Film world icons such as Oliver Stone, Susan
Sarandon, Martin Sheen and Elliot Gould immediately
supported the petition.
On a global level, response to the letter was
quick in arriving. Scarcely two days later, it was
supported by Nobel Peace Prize winners Mairead
Maguire (Ireland) and Adolfo Pérez Esquivel
(Argentina). Friends of Cuba and defenders of the
Five like Noam Chomsky from the U.S, Eduardo Galeano
from Uruguay, Franco-Spaniard Manu Chao, and Puerto
Rican Danny Rivera immediately responded to the U.S.
artists’ demand.
Singers Daniel Viglietti (Uruguay), Víctor
Heredia (Argentina) and Roy Brown (Puerto Rico) did
likewise.

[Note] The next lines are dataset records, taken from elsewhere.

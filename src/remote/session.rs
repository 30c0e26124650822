//! Session abstraction over the remote execution transport.
//!
//! Tasks never touch the transport directly. They obtain a
//! [`RemoteSession`] from a [`SessionDialer`], usually through
//! [`dial_with_retry`], which absorbs the connection refusals and timeouts
//! a freshly booted machine produces before its login service is up.

use std::thread;
use std::time::Duration;

use camino::Utf8Path;
use thiserror::Error;

use super::{StreamKind, TaskError};
use crate::cancel::CancelToken;
use crate::server::Credential;

/// Default pause between connection attempts.
pub const DEFAULT_RETRY_BACKOFF: Duration = Duration::from_secs(10);

/// Default connection attempt budget.
pub const DEFAULT_RETRY_ATTEMPTS: u32 = 50;

/// Network location and login user of a session target.
#[derive(Clone, Debug, Eq, PartialEq)]
pub struct Endpoint {
    /// Target address.
    pub host: std::net::IpAddr,
    /// Target TCP port.
    pub port: u16,
    /// Login user.
    pub user: String,
}

/// Connection retry cadence and budget.
#[derive(Clone, Copy, Debug, Eq, PartialEq)]
pub struct RetryPolicy {
    /// Pause between consecutive attempts.
    pub backoff: Duration,
    /// Attempts made before the host is declared unreachable.
    pub max_attempts: u32,
}

impl Default for RetryPolicy {
    fn default() -> Self {
        Self {
            backoff: DEFAULT_RETRY_BACKOFF,
            max_attempts: DEFAULT_RETRY_ATTEMPTS,
        }
    }
}

/// Classified failure of a single connection attempt.
///
/// A machine that has just been powered on commonly refuses connections,
/// times out, or rejects authentication while its accounts are still being
/// seeded. Those outcomes are retried; anything else is fatal.
#[derive(Clone, Debug, Error, Eq, PartialEq)]
pub enum DialError {
    /// The remote service refused the connection.
    #[error("connection refused")]
    Refused,
    /// The connection attempt timed out.
    #[error("connection timed out")]
    TimedOut,
    /// The transport reached the host but authentication failed.
    #[error("authentication failed: {message}")]
    AuthFailed {
        /// Transport-reported reason.
        message: String,
    },
    /// Unrecoverable failure; retrying would not help.
    #[error("{message}")]
    Fatal {
        /// Transport-reported reason.
        message: String,
    },
}

/// Transport-level failure inside an established session.
#[derive(Clone, Debug, Error, Eq, PartialEq)]
#[error("{message}")]
pub struct SessionError {
    /// Transport-reported reason.
    pub message: String,
}

impl SessionError {
    /// Builds an error from any displayable transport failure.
    #[must_use]
    pub fn new(message: impl Into<String>) -> Self {
        Self {
            message: message.into(),
        }
    }
}

/// Established interactive session with a remote host.
pub trait RemoteSession {
    /// Executes `command`, streaming output chunks into `on_chunk`.
    ///
    /// The transport reports stream data, not exit codes; a non-zero remote
    /// exit status is not an error at this level.
    ///
    /// # Errors
    ///
    /// Returns a [`SessionError`] for transport failures.
    fn run(
        &mut self,
        command: &str,
        on_chunk: &mut dyn FnMut(StreamKind, &str),
    ) -> Result<(), SessionError>;

    /// Opens a pty-backed shell, writes `input` line by line, then `exit`.
    ///
    /// Every output chunk is passed to `on_chunk`; when the closure returns
    /// a string it is written back to the shell, which lets callers answer
    /// interactive prompts mid-stream.
    ///
    /// # Errors
    ///
    /// Returns a [`SessionError`] for transport failures.
    fn run_shell(
        &mut self,
        input: &[String],
        on_chunk: &mut dyn FnMut(StreamKind, &str) -> Option<String>,
    ) -> Result<(), SessionError>;

    /// Uploads the local file at `local` to `remote` on the host.
    ///
    /// # Errors
    ///
    /// Returns a [`SessionError`] when the local file cannot be read or the
    /// transfer fails.
    fn upload(&mut self, local: &Utf8Path, remote: &Utf8Path) -> Result<(), SessionError>;
}

/// Establishes sessions; the seam between tasks and the real transport.
pub trait SessionDialer {
    /// Attempts one connection to `endpoint` using `credential`.
    ///
    /// # Errors
    ///
    /// Returns a [`DialError`] classifying the failure for the retry loop.
    fn dial(
        &self,
        endpoint: &Endpoint,
        credential: &Credential,
    ) -> Result<Box<dyn RemoteSession>, DialError>;
}

/// Dials `endpoint` with a bounded retry loop.
///
/// Refused, timed-out, and authentication-rejected attempts are retried
/// with `policy.backoff` of sleep between consecutive attempts, up to
/// `policy.max_attempts` in total. The cancellation token is consulted
/// ahead of every attempt.
///
/// # Errors
///
/// Returns [`TaskError::Unreachable`] once the budget is exhausted,
/// [`TaskError::Execution`] immediately for a fatal dial failure, and
/// [`TaskError::Cancelled`] when `cancel` fired.
pub fn dial_with_retry(
    dialer: &dyn SessionDialer,
    endpoint: &Endpoint,
    credential: &Credential,
    policy: &RetryPolicy,
    cancel: &CancelToken,
) -> Result<Box<dyn RemoteSession>, TaskError> {
    for attempt in 1..=policy.max_attempts {
        if cancel.is_cancelled() {
            return Err(TaskError::Cancelled);
        }
        match dialer.dial(endpoint, credential) {
            Ok(session) => {
                tracing::debug!(host = %endpoint.host, attempt, "session established");
                return Ok(session);
            }
            Err(DialError::Fatal { message }) => {
                return Err(TaskError::Execution { message });
            }
            Err(err) => {
                tracing::debug!(
                    host = %endpoint.host,
                    attempt,
                    max_attempts = policy.max_attempts,
                    error = %err,
                    "connection attempt failed; server may still be booting"
                );
                if attempt < policy.max_attempts {
                    thread::sleep(policy.backoff);
                }
            }
        }
    }
    Err(TaskError::Unreachable {
        attempts: policy.max_attempts,
    })
}

#[cfg(test)]
mod tests {
    use std::cell::Cell;
    use std::net::{IpAddr, Ipv4Addr};

    use super::*;

    struct NoopSession;

    impl RemoteSession for NoopSession {
        fn run(
            &mut self,
            _command: &str,
            _on_chunk: &mut dyn FnMut(StreamKind, &str),
        ) -> Result<(), SessionError> {
            Ok(())
        }

        fn run_shell(
            &mut self,
            _input: &[String],
            _on_chunk: &mut dyn FnMut(StreamKind, &str) -> Option<String>,
        ) -> Result<(), SessionError> {
            Ok(())
        }

        fn upload(&mut self, _local: &Utf8Path, _remote: &Utf8Path) -> Result<(), SessionError> {
            Ok(())
        }
    }

    struct FlakyDialer {
        attempts: Cell<u32>,
        failures_before_success: u32,
        failure: DialError,
    }

    impl FlakyDialer {
        fn new(failures_before_success: u32, failure: DialError) -> Self {
            Self {
                attempts: Cell::new(0),
                failures_before_success,
                failure,
            }
        }
    }

    impl SessionDialer for FlakyDialer {
        fn dial(
            &self,
            _endpoint: &Endpoint,
            _credential: &Credential,
        ) -> Result<Box<dyn RemoteSession>, DialError> {
            let attempt = self.attempts.get() + 1;
            self.attempts.set(attempt);
            if attempt > self.failures_before_success {
                Ok(Box::new(NoopSession))
            } else {
                Err(self.failure.clone())
            }
        }
    }

    fn endpoint() -> Endpoint {
        Endpoint {
            host: IpAddr::V4(Ipv4Addr::new(203, 0, 113, 10)),
            port: 22,
            user: String::from("ubuntu"),
        }
    }

    fn fast_policy(max_attempts: u32) -> RetryPolicy {
        RetryPolicy {
            backoff: Duration::from_millis(1),
            max_attempts,
        }
    }

    #[test]
    fn succeeds_on_the_final_attempt() {
        let dialer = FlakyDialer::new(49, DialError::Refused);
        let credential = Credential::Password(String::from("pw"));
        dial_with_retry(
            &dialer,
            &endpoint(),
            &credential,
            &fast_policy(50),
            &CancelToken::new(),
        )
        .unwrap_or_else(|err| panic!("final attempt should succeed: {err}"));
        assert_eq!(dialer.attempts.get(), 50);
    }

    #[test]
    fn exhausts_the_budget_and_reports_unreachable() {
        let dialer = FlakyDialer::new(u32::MAX, DialError::TimedOut);
        let credential = Credential::Password(String::from("pw"));
        let Err(err) = dial_with_retry(
            &dialer,
            &endpoint(),
            &credential,
            &fast_policy(50),
            &CancelToken::new(),
        ) else {
            panic!("dial should fail");
        };
        assert!(matches!(err, TaskError::Unreachable { attempts: 50 }));
        assert_eq!(dialer.attempts.get(), 50);
    }

    #[test]
    fn fatal_failures_are_not_retried() {
        let dialer = FlakyDialer::new(
            u32::MAX,
            DialError::Fatal {
                message: String::from("host key mismatch"),
            },
        );
        let credential = Credential::Password(String::from("pw"));
        let Err(err) = dial_with_retry(
            &dialer,
            &endpoint(),
            &credential,
            &fast_policy(50),
            &CancelToken::new(),
        ) else {
            panic!("dial should fail");
        };
        assert!(matches!(err, TaskError::Execution { .. }));
        assert_eq!(dialer.attempts.get(), 1);
    }

    #[test]
    fn cancelled_token_prevents_any_attempt() {
        let dialer = FlakyDialer::new(0, DialError::Refused);
        let credential = Credential::Password(String::from("pw"));
        let cancel = CancelToken::new();
        cancel.cancel();
        let Err(err) =
            dial_with_retry(&dialer, &endpoint(), &credential, &fast_policy(50), &cancel)
        else {
            panic!("dial should be cancelled");
        };
        assert!(matches!(err, TaskError::Cancelled));
        assert_eq!(dialer.attempts.get(), 0);
    }
}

Meanwhile, recognized media commentators
in Chile such as Pedro Lemebel, Manuel Cabieses and
Ariel Dorfman are also backing the missive.
To date the demand for justice has been joined by
the Nobel Literature Prize winner, Nigerian Wole
Soyinka; Olga Tañon, Puerto Rican singer; Miguel
Bosé, Spanish singer and actor; Rodrigo Santoro,
Brazilian actor; Cynthia MacKinney, former U.S.
congresswoman.
Appealing to the executive faculties in the hands
of Barack Obama to finally close the case of the
Five, well known actors Benicio del Toro (Puerto
Rico) and Sean Penn (U.S.) have shown their
solidarity with the petition.
Playwright and anti-fascist fighter Alfonso
Sastre (Spain), sociologist Immanuele Wallerstein of
the United States; Frei Betto, Brazilian priest and
writer; Hildebrando Pérez, Peruvian poet and winner
of the Casa de las Américas Prize, together with
filmmaker Tristán Bauer of Argentina, are also
adhering to the cause.
The motion directed to President Obama is also
affirmed by Belgian singer Lady Linn, who gave a
concert supported by the Belgian Committee for the
Liberation of the Five.
Solidarity with the Cuban anti-terrorist fighters
brought together at the Brussels Palace of Justice
actors Joke Devynck and Dirk Tuypens, filmmaker
Jonas Geirnaert; deputies Sven Gatz, Celine
Delforge, Zoé Genot and Sfia Bouarfa.
The demand for the release of Gerardo, Antonio,
René, Fernando and Ramón, initiated by outstanding
U.S. figures in the movie world, has also been
seconded by the Brazilian architect Oscar Niemeyer.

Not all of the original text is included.